In relation to the Hospital's acts/decisions to a) refer the applicant to Dr X in London, b) not to look for another doctor when it transpired that Dr X was no longer available and c) to discharge the applicant without, as he saw it, putting a care plan in place, the Hospital has provided copies of correspondence to this Office from Mr Hannon (Consultant in the Hospital) to Dr X (dated 1 March 2016) and Professor Plunkett (Medical Director) to the applicant (dated 18 April 2016). It stated that the applicant had been provided with copies of both letters.
In essence, it argues that these letters set out the reasons behind the acts or decisions of the Hospital relevant to the applicant's request.
It appears that while the Hospital favoured a more conservative approach, it contacted Dr X on foot of the applicant's wishes. The letter of 18 April 2016 clearly states "[t]he reason Mr Hannon made a referral to the Treatment Abroad Scheme was that you indicated that your former surgeon Dr X had offered the possibility of surgery in the past". Mr Hannon's letter to Dr X essentially says the same thing. It seems that the applicant requested that he be assessed by Dr X as he was of the view that further surgery was required and that Dr X would provide said surgery.
Professor Plunkett's letter also states that it was the Hospital's belief "that no gastrointestinal surgeon in the NHS" would be prepared to offer the surgical procedure sought by the applicant.
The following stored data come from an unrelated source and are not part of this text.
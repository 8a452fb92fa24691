//! Test doubles for the transport and the SES API.

mod ses_api;
mod transport;

pub use ses_api::{MockCall, MockSesApi, MOCK_MESSAGE_ID, MOCK_REQUEST_ID};
pub use transport::{MockResponse, MockTransport};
It seems clear to me that this was the reason no other doctor was sought.
In relation to the final part of the applicant's request, the Hospital contended that the applicant's care was reviewed and discussed at great length prior to 18 April 2016. The Hospital disputes the applicant's view that there was no care plan in place. In this regard, Professor Plunkett's letter refers to the fact that the applicant's condition had been stable for two months and that it was understood that his dietary needs would be provided for when he was discharged. It appears that the Hospital was of the view that the applicant's condition was no longer acute, he did not require in-patient treatment and that his care could be managed by his GP or on an out-patient basis. The letter also set out the steps which could be taken if his symptoms recurred. I am satisfied that there was a care plan in place. Therefore, it seems to me that there is no act or decision to be addressed in relation to the final part of the applicant's request.
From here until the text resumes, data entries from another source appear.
//! Subcommand handlers.
//!
//! Each handler issues its SES call(s) through [`SesApi`], writes its text to
//! `out`, and reports an [`Outcome`]. Errors other than a service rejection
//! on `send` are returned to the caller untouched.

use std::io::Write;
use std::process::ExitCode;

use anyhow::Context;
use tokio::io::{AsyncRead, AsyncReadExt};
use tracing::{debug, info, warn};

use super::args::{Cli, Commands};
use super::output;
use crate::client::SesApi;
use crate::error::SesError;
use crate::types::SendRawEmailRequest;

/// Sender that marks bounce traffic; such messages are never relayed.
pub const MAILER_DAEMON: &str = "MAILER-DAEMON";

/// How a command finished.
#[derive(Debug, Clone, Copy, PartialEq, Eq)]
pub enum Outcome {
    /// Exit status 0.
    Success,
    /// Exit status 1: rejected or not sent.
    Failure,
}

impl Outcome {
    /// Numeric process exit status.
    pub fn code(self) -> u8 {
        match self {
            Outcome::Success => 0,
            Outcome::Failure => 1,
        }
    }
}

impl From<Outcome> for ExitCode {
    fn from(outcome: Outcome) -> Self {
        ExitCode::from(outcome.code())
    }
}

/// Run the parsed command against `api`.
///
/// `input` is only read by `send`.
pub async fn dispatch<A, R, W>(api: &A, cli: &Cli, input: &mut R, out: &mut W) -> anyhow::Result<Outcome>
where
    A: SesApi + ?Sized,
    R: AsyncRead + Unpin,
    W: Write,
{
    match &cli.command {
        Commands::Send { from, destinations } => {
            send(api, from, destinations, cli.verbose, input, out).await
        }
        Commands::Verify { email } => verify(api, email, out).await,
        Commands::ListVerified => list_verified(api, out).await,
        Commands::ShowQuota => show_quota(api, out).await,
        Commands::ShowStats => show_stats(api, out).await,
        Commands::DeleteVerified { email } => delete_verified(api, email, out).await,
    }
}

/// Relay the raw message on `input` from `from` to `destinations`.
pub async fn send<A, R, W>(
    api: &A,
    from: &str,
    destinations: &[String],
    verbose: bool,
    input: &mut R,
    out: &mut W,
) -> anyhow::Result<Outcome>
where
    A: SesApi + ?Sized,
    R: AsyncRead + Unpin,
    W: Write,
{
    let mut raw_message = Vec::new();
    input
        .read_to_end(&mut raw_message)
        .await
        .context("failed to read message from standard input")?;
    debug!(size = raw_message.len(), "read raw message");

    let details = output::send_details(from, destinations, verbose);

    if from == MAILER_DAEMON {
        info!("not relaying message from {}", MAILER_DAEMON);
        writeln!(out, "{}", output::send_ignored(&details))?;
        return Ok(Outcome::Success);
    }

    let request = SendRawEmailRequest::new(from, destinations.to_vec(), raw_message);

    match api.send_raw_email(request).await {
        Ok(sent) => match sent.message_id.as_deref() {
            Some(message_id) => {
                writeln!(
                    out,
                    "{}",
                    output::send_ok(Some(message_id), sent.request_id.as_deref(), &details)
                )?;
                Ok(Outcome::Success)
            }
            None => {
                warn!("SES returned no message id");
                writeln!(
                    out,
                    "{}",
                    output::send_not_sent(sent.request_id.as_deref(), &details)
                )?;
                Ok(Outcome::Failure)
            }
        },
        Err(SesError::AwsApi {
            status,
            code,
            message,
            request_id,
        }) => {
            warn!(status, code = %code, "send rejected");
            writeln!(
                out,
                "{}",
                output::send_error(status, &message, &code, request_id.as_deref(), &details)
            )?;
            Ok(Outcome::Failure)
        }
        Err(err) => Err(err.into()),
    }
}

/// Request verification of each address in order.
pub async fn verify<A, W>(api: &A, emails: &[String], out: &mut W) -> anyhow::Result<Outcome>
where
    A: SesApi + ?Sized,
    W: Write,
{
    for email in emails {
        api.verify_email_address(email).await?;
        writeln!(out, "{}", output::verification_sent(email))?;
    }
    Ok(Outcome::Success)
}

/// Print verified addresses, sorted.
pub async fn list_verified<A, W>(api: &A, out: &mut W) -> anyhow::Result<Outcome>
where
    A: SesApi + ?Sized,
    W: Write,
{
    let mut addresses = api.list_verified_email_addresses().await?;

    if addresses.is_empty() {
        writeln!(out, "{}", output::NO_VERIFIED_ADDRESSES)?;
        return Ok(Outcome::Success);
    }

    addresses.sort();
    for address in &addresses {
        writeln!(out, "{}", address)?;
    }
    Ok(Outcome::Success)
}

/// Print the sending quota table.
pub async fn show_quota<A, W>(api: &A, out: &mut W) -> anyhow::Result<Outcome>
where
    A: SesApi + ?Sized,
    W: Write,
{
    let quota = api.get_send_quota().await?;
    for line in output::quota_table(&quota) {
        writeln!(out, "{}", line)?;
    }
    Ok(Outcome::Success)
}

/// Print sending statistics in timestamp order.
pub async fn show_stats<A, W>(api: &A, out: &mut W) -> anyhow::Result<Outcome>
where
    A: SesApi + ?Sized,
    W: Write,
{
    let mut points = api.get_send_statistics().await?;
    points.sort_by_key(|point| point.timestamp);

    writeln!(out, "{}", output::stats_header())?;
    for point in &points {
        writeln!(out, "{}", output::stats_row(point))?;
    }
    Ok(Outcome::Success)
}

/// Delete each address from the verified list in order.
pub async fn delete_verified<A, W>(api: &A, emails: &[String], out: &mut W) -> anyhow::Result<Outcome>
where
    A: SesApi + ?Sized,
    W: Write,
{
    for email in emails {
        api.delete_verified_email_address(email).await?;
        writeln!(out, "{}", output::deleted(email))?;
    }
    Ok(Outcome::Success)
}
This Office's view in relation to statements of reasons under section 10 of the Act is that provided the statement is adequate and clear, there is no requirement that it be in a particular form. Having carefully examined the contents of the letters of the 1 March and 18 April 2016, I am satisfied that they constitute an adequate statement of reasons for the Hospital's decisions as sought in the applicant's request.
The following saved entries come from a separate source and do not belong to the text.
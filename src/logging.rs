//! Log subscriber setup for the `postman` binary.
//!
//! Events go to standard error so the status lines on standard output stay
//! machine-readable. `RUST_LOG` takes precedence over the verbosity flag.

use tracing::level_filters::LevelFilter;
use tracing_subscriber::util::TryInitError;
use tracing_subscriber::{fmt, layer::SubscriberExt, util::SubscriberInitExt, EnvFilter};

/// Level used when `RUST_LOG` is unset.
pub fn default_level(verbose: bool) -> LevelFilter {
    if verbose {
        LevelFilter::INFO
    } else {
        LevelFilter::WARN
    }
}

/// Build the filter: `RUST_LOG` if it parses, otherwise [`default_level`].
pub fn env_filter(verbose: bool) -> EnvFilter {
    EnvFilter::try_from_default_env()
        .unwrap_or_else(|_| EnvFilter::default().add_directive(default_level(verbose).into()))
}

/// Install the global subscriber.
///
/// # Errors
///
/// Fails if a global subscriber is already installed.
pub fn init(verbose: bool) -> Result<(), TryInitError> {
    tracing_subscriber::registry()
        .with(env_filter(verbose))
        .with(
            fmt::layer()
                .with_writer(std::io::stderr)
                .with_target(false),
        )
        .try_init()
}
Therefore, I find that the information provided to the applicant by the Hospital is adequate to meet its obligations under section 10 of the FOI Act.
Having carried out a review under section 22(2) of the Freedom of Information Act 2014, I hereby vary the Hospital's decision. I find that it was not justified in refusing the applicant's request on the basis of section 15(1)(g) of the Act, however, I find that it had provided an adequate statement of reasons under section 10 of the Act.
Section 24 of the FOI Act sets out detailed provisions for an appeal to the High Court by a party to a review, or any other person affected by the decision. In summary, such an appeal, normally on a point of law, must be initiated not later than four weeks after notice of the decision was given to the person bringing the appeal.